DATA PROVIDED START

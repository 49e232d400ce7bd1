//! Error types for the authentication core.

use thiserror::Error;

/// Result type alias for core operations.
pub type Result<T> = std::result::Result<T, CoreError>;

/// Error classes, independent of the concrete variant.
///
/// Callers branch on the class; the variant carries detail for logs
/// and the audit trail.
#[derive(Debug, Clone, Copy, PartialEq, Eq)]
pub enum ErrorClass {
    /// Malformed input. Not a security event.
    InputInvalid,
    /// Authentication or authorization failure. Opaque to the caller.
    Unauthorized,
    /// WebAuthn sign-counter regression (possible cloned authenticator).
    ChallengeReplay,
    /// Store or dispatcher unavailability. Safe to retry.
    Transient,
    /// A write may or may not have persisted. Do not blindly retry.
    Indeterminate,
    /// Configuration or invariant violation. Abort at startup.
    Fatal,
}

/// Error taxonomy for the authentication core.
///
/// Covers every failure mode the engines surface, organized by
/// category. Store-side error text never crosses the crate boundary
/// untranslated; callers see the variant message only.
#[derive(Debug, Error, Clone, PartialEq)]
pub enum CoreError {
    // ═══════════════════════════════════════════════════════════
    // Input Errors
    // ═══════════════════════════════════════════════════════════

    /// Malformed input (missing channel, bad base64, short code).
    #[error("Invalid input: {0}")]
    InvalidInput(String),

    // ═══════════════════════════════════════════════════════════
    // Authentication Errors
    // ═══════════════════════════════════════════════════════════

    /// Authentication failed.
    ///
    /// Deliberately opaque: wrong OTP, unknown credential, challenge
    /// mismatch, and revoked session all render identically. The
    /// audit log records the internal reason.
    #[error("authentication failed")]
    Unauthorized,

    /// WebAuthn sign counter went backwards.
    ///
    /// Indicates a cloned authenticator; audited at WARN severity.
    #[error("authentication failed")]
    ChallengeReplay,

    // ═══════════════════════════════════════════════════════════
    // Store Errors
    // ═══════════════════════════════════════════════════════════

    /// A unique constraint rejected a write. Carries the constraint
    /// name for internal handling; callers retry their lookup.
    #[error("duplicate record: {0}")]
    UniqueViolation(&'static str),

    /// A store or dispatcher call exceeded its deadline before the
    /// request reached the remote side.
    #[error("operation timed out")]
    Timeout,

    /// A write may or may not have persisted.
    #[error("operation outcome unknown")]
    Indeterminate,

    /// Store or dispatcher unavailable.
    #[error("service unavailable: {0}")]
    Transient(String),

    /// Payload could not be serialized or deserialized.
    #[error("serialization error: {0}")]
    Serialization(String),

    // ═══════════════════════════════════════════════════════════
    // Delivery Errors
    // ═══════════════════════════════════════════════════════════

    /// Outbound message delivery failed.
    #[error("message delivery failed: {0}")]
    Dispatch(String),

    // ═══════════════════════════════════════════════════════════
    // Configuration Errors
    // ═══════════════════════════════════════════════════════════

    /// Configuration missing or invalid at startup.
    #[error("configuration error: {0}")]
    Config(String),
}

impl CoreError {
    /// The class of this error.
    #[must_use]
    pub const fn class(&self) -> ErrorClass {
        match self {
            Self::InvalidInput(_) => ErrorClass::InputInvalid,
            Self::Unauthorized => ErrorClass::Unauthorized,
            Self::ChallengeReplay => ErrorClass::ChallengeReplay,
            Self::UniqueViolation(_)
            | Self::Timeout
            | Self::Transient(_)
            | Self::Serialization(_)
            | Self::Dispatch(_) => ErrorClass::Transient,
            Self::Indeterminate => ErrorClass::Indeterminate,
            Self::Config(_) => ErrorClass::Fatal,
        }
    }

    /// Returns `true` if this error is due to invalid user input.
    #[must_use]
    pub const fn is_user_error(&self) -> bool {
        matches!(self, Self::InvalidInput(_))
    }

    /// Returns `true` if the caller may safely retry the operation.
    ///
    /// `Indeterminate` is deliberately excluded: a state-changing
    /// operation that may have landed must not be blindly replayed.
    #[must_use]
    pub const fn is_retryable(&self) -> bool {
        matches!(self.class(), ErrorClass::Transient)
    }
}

DATA PROVIDED END

REQUIRED ACTION >>
The response must contain each line above that holds the string "Result".

FINAL ANSWER >>
/// Result type alias for core operations.
pub type Result<T> = std::result::Result<T, CoreError>;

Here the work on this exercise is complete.